Rehearsals for the concert will be held at 3:30 p.m. Monday in Brandt Hall room 200, and then Tuesday through Thursday at 3:30 p.m. in Academic Auditorium. All Rehearsals and lectures are free and open to the public.
Born in 1960 in Sarvar, Hungary, Marosi learned to play the piano early in childhood. He has traveled extensively as a guest conductor and lecturer throughout the world, including five visits to the United States. In addition, he has researched in the International Society for the Promotion and Investigation of Band Music and is currently serving on the Council of the World Association of Symphonic Bands and Ensembles.

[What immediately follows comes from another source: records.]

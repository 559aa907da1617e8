use std::sync::Arc;
use std::time::Duration;

use futures_util::StreamExt;
use oddsmith::broadcast::Broadcaster;
use oddsmith::ws;
use serde_json::{json, Value};
use tokio::net::TcpListener;
use tokio_tungstenite::connect_async;
use tokio_tungstenite::tungstenite::Message;

async fn wait_for_subscribers(broadcaster: &Broadcaster, expected: usize) {
    for _ in 0..100 {
        if broadcaster.subscriber_count() == expected {
            return;
        }
        tokio::time::sleep(Duration::from_millis(10)).await;
    }
    panic!(
        "expected {expected} subscribers, found {}",
        broadcaster.subscriber_count()
    );
}

#[tokio::test]
async fn feed_delivers_published_events_to_connected_clients() {
    let listener = TcpListener::bind("127.0.0.1:0").await.unwrap();
    let addr = listener.local_addr().unwrap();
    let broadcaster = Arc::new(Broadcaster::new());
    let server = tokio::spawn(ws::serve_on(listener, Arc::clone(&broadcaster)));

    let (mut client, _) = connect_async(format!("ws://{addr}")).await.unwrap();
    wait_for_subscribers(&broadcaster, 1).await;

    broadcaster.publish("game_update", &json!({"id": "g1", "homeScore": 99}));

    let message = tokio::time::timeout(Duration::from_secs(5), client.next())
        .await
        .expect("feed timed out")
        .unwrap()
        .unwrap();
    let event: Value = serde_json::from_str(message.to_text().unwrap()).unwrap();
    assert_eq!(event["type"], "game_update");
    assert_eq!(event["data"]["id"], "g1");
    assert_eq!(event["data"]["homeScore"], 99);

    server.abort();
}

#[tokio::test]
async fn disconnected_clients_are_removed_from_the_set() {
    let listener = TcpListener::bind("127.0.0.1:0").await.unwrap();
    let addr = listener.local_addr().unwrap();
    let broadcaster = Arc::new(Broadcaster::new());
    let server = tokio::spawn(ws::serve_on(listener, Arc::clone(&broadcaster)));

    let (mut client, _) = connect_async(format!("ws://{addr}")).await.unwrap();
    wait_for_subscribers(&broadcaster, 1).await;

    client.close(None).await.unwrap();
    wait_for_subscribers(&broadcaster, 0).await;

    // Publishing into an empty set delivers to nobody and does not panic.
    assert_eq!(broadcaster.publish("game_update", &json!({})), 0);

    server.abort();
}

#[tokio::test]
async fn per_client_delivery_matches_publish_order() {
    let listener = TcpListener::bind("127.0.0.1:0").await.unwrap();
    let addr = listener.local_addr().unwrap();
    let broadcaster = Arc::new(Broadcaster::new());
    let server = tokio::spawn(ws::serve_on(listener, Arc::clone(&broadcaster)));

    let (mut client, _) = connect_async(format!("ws://{addr}")).await.unwrap();
    wait_for_subscribers(&broadcaster, 1).await;

    for seq in 1..=5 {
        broadcaster.publish("game_update", &json!({"seq": seq}));
    }

    for expected in 1..=5 {
        let message = tokio::time::timeout(Duration::from_secs(5), client.next())
            .await
            .expect("feed timed out")
            .unwrap()
            .unwrap();
        if let Message::Text(text) = message {
            let event: Value = serde_json::from_str(&text).unwrap();
            assert_eq!(event["data"]["seq"], expected);
        } else {
            panic!("unexpected frame: {message:?}");
        }
    }

    server.abort();
}
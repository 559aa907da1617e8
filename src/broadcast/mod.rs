//! Fan-out of engine events to connected subscribers.

use std::fmt;
use std::sync::atomic::{AtomicU64, Ordering};

use dashmap::DashMap;
use serde::Serialize;
use tokio::sync::mpsc::{self, UnboundedReceiver, UnboundedSender};
use tracing::{debug, trace};

/// Event type for per-game live updates.
pub const GAME_UPDATE: &str = "game_update";

/// Identity of one connected subscriber.
#[derive(Debug, Clone, Copy, PartialEq, Eq, Hash)]
pub struct SubscriberId(u64);

impl fmt::Display for SubscriberId {
    fn fmt(&self, f: &mut fmt::Formatter<'_>) -> fmt::Result {
        write!(f, "sub-{}", self.0)
    }
}

/// A live subscription: drain `receiver` and forward each message to the
/// transport. Dropping the receiver ends the subscription at the next
/// publish.
pub struct Subscription {
    pub id: SubscriberId,
    pub receiver: UnboundedReceiver<String>,
}

/// Best-effort, at-most-once event fan-out.
///
/// Subscribers join and leave concurrently with `publish`. A subscriber
/// whose channel has closed is dropped from the set without retry or
/// buffering; per-subscriber delivery order matches publish order, with no
/// ordering guarantee across subscribers.
pub struct Broadcaster {
    subscribers: DashMap<u64, UnboundedSender<String>>,
    next_id: AtomicU64,
}

impl Broadcaster {
    #[must_use]
    pub fn new() -> Self {
        Self {
            subscribers: DashMap::new(),
            next_id: AtomicU64::new(1),
        }
    }

    /// Register a new subscriber and hand back its feed.
    pub fn subscribe(&self) -> Subscription {
        let id = self.next_id.fetch_add(1, Ordering::Relaxed);
        let (sender, receiver) = mpsc::unbounded_channel();
        self.subscribers.insert(id, sender);
        debug!(subscriber = id, "Subscriber added");
        Subscription {
            id: SubscriberId(id),
            receiver,
        }
    }

    /// Remove a subscriber. Safe to call after it was already evicted.
    pub fn unsubscribe(&self, id: SubscriberId) {
        if self.subscribers.remove(&id.0).is_some() {
            debug!(subscriber = id.0, "Subscriber removed");
        }
    }

    /// Number of currently registered subscribers.
    #[must_use]
    pub fn subscriber_count(&self) -> usize {
        self.subscribers.len()
    }

    /// Serialize `{type, data}` once and deliver it to every open
    /// subscriber. Returns how many subscribers the event reached.
    pub fn publish<T: Serialize>(&self, kind: &str, data: &T) -> usize {
        let message = match serde_json::to_string(&Envelope { kind, data }) {
            Ok(json) => json,
            Err(error) => {
                debug!(%error, kind, "Dropping unserializable event");
                return 0;
            }
        };

        let mut delivered = 0;
        let mut closed = Vec::new();
        for entry in self.subscribers.iter() {
            if entry.value().send(message.clone()).is_ok() {
                delivered += 1;
            } else {
                closed.push(*entry.key());
            }
        }
        for id in closed {
            self.subscribers.remove(&id);
        }

        trace!(kind, delivered, "Event published");
        delivered
    }
}

impl Default for Broadcaster {
    fn default() -> Self {
        Self::new()
    }
}

#[derive(Serialize)]
struct Envelope<'a, T: Serialize> {
    #[serde(rename = "type")]
    kind: &'a str,
    data: &'a T,
}
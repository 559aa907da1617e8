//! Engine-agnostic domain logic: odds arithmetic, game and wager records,
//! and the client-side slip composer.

mod game;
mod ids;
mod odds;
mod payout;
mod slip;
mod stats;
mod user;
mod wager;

// Identifier newtypes
pub use ids::{BetId, GameId, ParlayId, UserId};

// Odds and payout arithmetic
pub use odds::{combine, AmericanOdds, OddsError};
pub use payout::{cash_out_value, payout, round_currency};

// Game state
pub use game::{Game, GameStatus, GameUpdate, Sport};
pub use stats::{BaseballStats, BasketballStats, FootballStats, SoccerStats, TeamStats};

// Wagers and accounts
pub use user::User;
pub use wager::{Bet, BetType, Parlay, WagerStatus};

// Slip composer
pub use slip::{BetSlip, SlipItem, SlipKey};
//! Game records and live-update deltas.

use std::fmt;

use chrono::{DateTime, Utc};
use rust_decimal::Decimal;
use serde::{Deserialize, Serialize};

use super::ids::GameId;
use super::odds::AmericanOdds;
use super::stats::TeamStats;

/// Sport a game belongs to. Serialized with the league-code tokens the wire
/// format uses.
#[derive(Debug, Clone, Copy, PartialEq, Eq, Hash, Serialize, Deserialize)]
pub enum Sport {
    #[serde(rename = "nfl")]
    Football,
    #[serde(rename = "nba")]
    Basketball,
    #[serde(rename = "mlb")]
    Baseball,
    #[serde(rename = "soccer")]
    Soccer,
}

impl Sport {
    /// Wire token for this sport.
    #[must_use]
    pub fn as_str(self) -> &'static str {
        match self {
            Sport::Football => "nfl",
            Sport::Basketball => "nba",
            Sport::Baseball => "mlb",
            Sport::Soccer => "soccer",
        }
    }
}

impl fmt::Display for Sport {
    fn fmt(&self, f: &mut fmt::Formatter<'_>) -> fmt::Result {
        write!(f, "{}", self.as_str())
    }
}

/// Lifecycle of a game. Transitions only move forward:
/// `upcoming -> live -> final`, and `final` is terminal.
#[derive(Debug, Clone, Copy, PartialEq, Eq, Hash, Serialize, Deserialize)]
#[serde(rename_all = "lowercase")]
pub enum GameStatus {
    Upcoming,
    Live,
    Final,
}

impl GameStatus {
    /// Returns true while the game is in play.
    #[must_use]
    pub fn is_live(self) -> bool {
        matches!(self, GameStatus::Live)
    }

    /// Returns true once the game has ended.
    #[must_use]
    pub fn is_final(self) -> bool {
        matches!(self, GameStatus::Final)
    }

    /// True when moving from `self` to `next` goes forward in the lifecycle.
    #[must_use]
    pub fn can_advance_to(self, next: GameStatus) -> bool {
        use GameStatus::{Final, Live, Upcoming};
        matches!(
            (self, next),
            (Upcoming, Live) | (Upcoming, Final) | (Live, Final)
        )
    }
}

impl fmt::Display for GameStatus {
    fn fmt(&self, f: &mut fmt::Formatter<'_>) -> fmt::Result {
        let label = match self {
            GameStatus::Upcoming => "upcoming",
            GameStatus::Live => "live",
            GameStatus::Final => "final",
        };
        write!(f, "{label}")
    }
}

/// A scheduled, in-play, or completed game with its betting lines.
///
/// Seeded once, mutated only by the tick simulator while live, immutable
/// once final. Scores are monotonically non-decreasing and the moneylines
/// never sit inside the pick'em band.
#[derive(Debug, Clone, PartialEq, Serialize, Deserialize)]
#[serde(rename_all = "camelCase")]
pub struct Game {
    pub id: GameId,
    pub sport: Sport,
    pub league: String,
    pub home_team: String,
    pub away_team: String,
    pub home_score: u32,
    pub away_score: u32,
    pub status: GameStatus,
    pub quarter: Option<String>,
    pub time_remaining: Option<String>,
    pub start_time: DateTime<Utc>,
    pub home_moneyline: AmericanOdds,
    pub away_moneyline: AmericanOdds,
    pub spread: Decimal,
    pub spread_odds: AmericanOdds,
    pub total_points: Decimal,
    pub over_odds: AmericanOdds,
    pub under_odds: AmericanOdds,
    pub home_stats: Option<TeamStats>,
    pub away_stats: Option<TeamStats>,
    pub featured: bool,
}

impl Game {
    /// Apply a field-delta in place.
    ///
    /// A final game accepts no further mutation, scores never go backwards,
    /// and the status only moves forward in the lifecycle.
    pub fn apply(&mut self, update: &GameUpdate) {
        if self.status.is_final() {
            return;
        }
        if let Some(score) = update.home_score {
            self.home_score = self.home_score.max(score);
        }
        if let Some(score) = update.away_score {
            self.away_score = self.away_score.max(score);
        }
        if let Some(line) = update.home_moneyline {
            self.home_moneyline = line;
        }
        if let Some(line) = update.away_moneyline {
            self.away_moneyline = line;
        }
        if let Some(stats) = &update.home_stats {
            self.home_stats = Some(stats.clone());
        }
        if let Some(stats) = &update.away_stats {
            self.away_stats = Some(stats.clone());
        }
        if let Some(quarter) = &update.quarter {
            self.quarter = Some(quarter.clone());
        }
        if let Some(time_remaining) = &update.time_remaining {
            self.time_remaining = Some(time_remaining.clone());
        }
        if let Some(status) = update.status {
            if self.status.can_advance_to(status) {
                self.status = status;
            }
        }
    }
}

/// Partial update for one game; `None` fields are left untouched.
#[derive(Debug, Clone, Default, PartialEq)]
pub struct GameUpdate {
    pub home_score: Option<u32>,
    pub away_score: Option<u32>,
    pub home_moneyline: Option<AmericanOdds>,
    pub away_moneyline: Option<AmericanOdds>,
    pub home_stats: Option<TeamStats>,
    pub away_stats: Option<TeamStats>,
    pub quarter: Option<String>,
    pub time_remaining: Option<String>,
    pub status: Option<GameStatus>,
}

impl GameUpdate {
    /// True when the delta would not touch any field.
    #[must_use]
    pub fn is_empty(&self) -> bool {
        *self == Self::default()
    }
}

#[cfg(test)]
mod tests {
    use super::*;
    use crate::testkit::domain::live_game;

    #[test]
    fn status_transitions_are_one_way() {
        assert!(GameStatus::Upcoming.can_advance_to(GameStatus::Live));
        assert!(GameStatus::Live.can_advance_to(GameStatus::Final));
        assert!(GameStatus::Upcoming.can_advance_to(GameStatus::Final));
        assert!(!GameStatus::Live.can_advance_to(GameStatus::Upcoming));
        assert!(!GameStatus::Final.can_advance_to(GameStatus::Live));
        assert!(!GameStatus::Final.can_advance_to(GameStatus::Upcoming));
    }

    #[test]
    fn apply_updates_scores_and_lines() {
        let mut game = live_game(Sport::Basketball);
        let update = GameUpdate {
            home_score: Some(game.home_score + 3),
            home_moneyline: Some(AmericanOdds::clamped(-140)),
            ..Default::default()
        };
        game.apply(&update);
        assert_eq!(game.home_moneyline.value(), -140);
    }

    #[test]
    fn apply_never_lowers_a_score() {
        let mut game = live_game(Sport::Basketball);
        game.home_score = 80;
        game.apply(&GameUpdate {
            home_score: Some(12),
            ..Default::default()
        });
        assert_eq!(game.home_score, 80);
    }

    #[test]
    fn final_games_are_immutable() {
        let mut game = live_game(Sport::Football);
        game.status = GameStatus::Final;
        let before = game.clone();
        game.apply(&GameUpdate {
            home_score: Some(99),
            status: Some(GameStatus::Live),
            ..Default::default()
        });
        assert_eq!(game, before);
    }

    #[test]
    fn empty_update_is_empty() {
        assert!(GameUpdate::default().is_empty());
        assert!(!GameUpdate {
            away_score: Some(1),
            ..Default::default()
        }
        .is_empty());
    }

    #[test]
    fn wire_shape_is_camel_case() {
        let game = live_game(Sport::Soccer);
        let json = serde_json::to_value(&game).unwrap();
        assert!(json.get("homeTeam").is_some());
        assert!(json.get("homeMoneyline").is_some());
        assert!(json.get("totalPoints").is_some());
        assert_eq!(json["sport"], "soccer");
        assert_eq!(json["status"], "live");
    }
}
//! Application configuration loading and validation.
//!
//! Configuration is loaded from a TOML file; every section has working
//! defaults so a missing file runs the engine with the bundled fixtures.

use rust_decimal::Decimal;
use serde::Deserialize;
use std::path::Path;
use tracing_subscriber::{fmt, EnvFilter};

use crate::error::{ConfigError, Result};

#[derive(Debug, Deserialize)]
pub struct Config {
    #[serde(default)]
    pub network: NetworkConfig,
    #[serde(default)]
    pub simulator: SimulatorConfig,
    #[serde(default)]
    pub seed: SeedConfig,
    #[serde(default)]
    pub logging: LoggingConfig,
}

#[derive(Debug, Clone, Deserialize)]
pub struct NetworkConfig {
    /// Address the WebSocket feed binds to.
    #[serde(default = "default_listen_addr")]
    pub listen_addr: String,
}

fn default_listen_addr() -> String {
    "127.0.0.1:8090".into()
}

impl Default for NetworkConfig {
    fn default() -> Self {
        Self {
            listen_addr: default_listen_addr(),
        }
    }
}

#[derive(Debug, Clone, Deserialize)]
pub struct SimulatorConfig {
    /// Seconds between simulation ticks.
    #[serde(default = "default_tick_seconds")]
    pub tick_seconds: u64,
}

const fn default_tick_seconds() -> u64 {
    5
}

impl Default for SimulatorConfig {
    fn default() -> Self {
        Self {
            tick_seconds: default_tick_seconds(),
        }
    }
}

#[derive(Debug, Clone, Deserialize)]
pub struct SeedConfig {
    /// Starting balance for the seeded demo account.
    #[serde(default = "default_demo_balance")]
    pub demo_balance: Decimal,
    /// Seed the store with the bundled fixture games at startup.
    #[serde(default = "default_true")]
    pub fixtures: bool,
}

fn default_demo_balance() -> Decimal {
    Decimal::from(1000)
}

const fn default_true() -> bool {
    true
}

impl Default for SeedConfig {
    fn default() -> Self {
        Self {
            demo_balance: default_demo_balance(),
            fixtures: true,
        }
    }
}

#[derive(Debug, Clone, Deserialize)]
pub struct LoggingConfig {
    #[serde(default = "default_log_level")]
    pub level: String,
    #[serde(default = "default_log_format")]
    pub format: String,
}

fn default_log_level() -> String {
    "info".into()
}

fn default_log_format() -> String {
    "pretty".into()
}

impl Default for LoggingConfig {
    fn default() -> Self {
        Self {
            level: default_log_level(),
            format: default_log_format(),
        }
    }
}

impl Config {
    pub fn load<P: AsRef<Path>>(path: P) -> Result<Self> {
        let content = std::fs::read_to_string(path).map_err(ConfigError::ReadFile)?;

        let config: Self = toml::from_str(&content).map_err(ConfigError::Parse)?;

        config.validate()?;

        Ok(config)
    }

    /// Load `path`, falling back to defaults when the file does not exist.
    pub fn load_or_default<P: AsRef<Path>>(path: P) -> Result<Self> {
        if path.as_ref().exists() {
            Self::load(path)
        } else {
            Ok(Self::default())
        }
    }

    fn validate(&self) -> Result<()> {
        if self.network.listen_addr.is_empty() {
            return Err(ConfigError::MissingField {
                field: "listen_addr",
            }
            .into());
        }
        if self.simulator.tick_seconds == 0 {
            return Err(ConfigError::InvalidValue {
                field: "tick_seconds",
                reason: "must be at least 1 second".into(),
            }
            .into());
        }
        if self.seed.demo_balance < Decimal::ZERO {
            return Err(ConfigError::InvalidValue {
                field: "demo_balance",
                reason: "cannot be negative".into(),
            }
            .into());
        }
        Ok(())
    }

    pub fn init_logging(&self) {
        let filter = EnvFilter::try_from_default_env()
            .unwrap_or_else(|_| EnvFilter::new(&self.logging.level));

        match self.logging.format.as_str() {
            "json" => {
                fmt().json().with_env_filter(filter).init();
            }
            _ => {
                fmt().with_env_filter(filter).init();
            }
        }
    }
}

impl Default for Config {
    fn default() -> Self {
        Self {
            network: NetworkConfig::default(),
            simulator: SimulatorConfig::default(),
            seed: SeedConfig::default(),
            logging: LoggingConfig::default(),
        }
    }
}

#[cfg(test)]
mod tests {
    use super::*;
    use rust_decimal_macros::dec;

    #[test]
    fn defaults_are_sane() {
        let config = Config::default();
        assert_eq!(config.network.listen_addr, "127.0.0.1:8090");
        assert_eq!(config.simulator.tick_seconds, 5);
        assert_eq!(config.seed.demo_balance, dec!(1000));
        assert!(config.seed.fixtures);
        assert_eq!(config.logging.level, "info");
    }

    #[test]
    fn partial_toml_fills_in_defaults() {
        let config: Config = toml::from_str(
            r#"
[simulator]
tick_seconds = 2
"#,
        )
        .unwrap();
        assert_eq!(config.simulator.tick_seconds, 2);
        assert_eq!(config.network.listen_addr, "127.0.0.1:8090");
    }
}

Born in Szeged, Hungary, in 1944, Mihaltz played clarinet by the age of 12 and later graduated from the Academy of Music in Budapest. Mihaltz has toured throughout Europe as a featured soloist and with orchestras on several occasions. Since beginning to teach clarinet in 1969 at the Music Teacher Training Institute of the Academy of Music, Mihaltz as served as the school's director and has been named Clarinet Expert of Pest County. He is married to Tari, and they have two children.
Tari specializes in the study of Hungary's instrumental folk music, inter-ethnic relations, minority cultures and amateur peasant brass bands. She has lectured at universities in Austria and Germany, taught at the Bela Bartok Secondary Music School for Hungarian Folk Music and served as the President of the Hungarian National Committee of the International Council for Traditional Music of Unesco. Tari is widely published and has been featured by the Hungarian State Broadcasting company as an expert of folk music and art music with folk origins.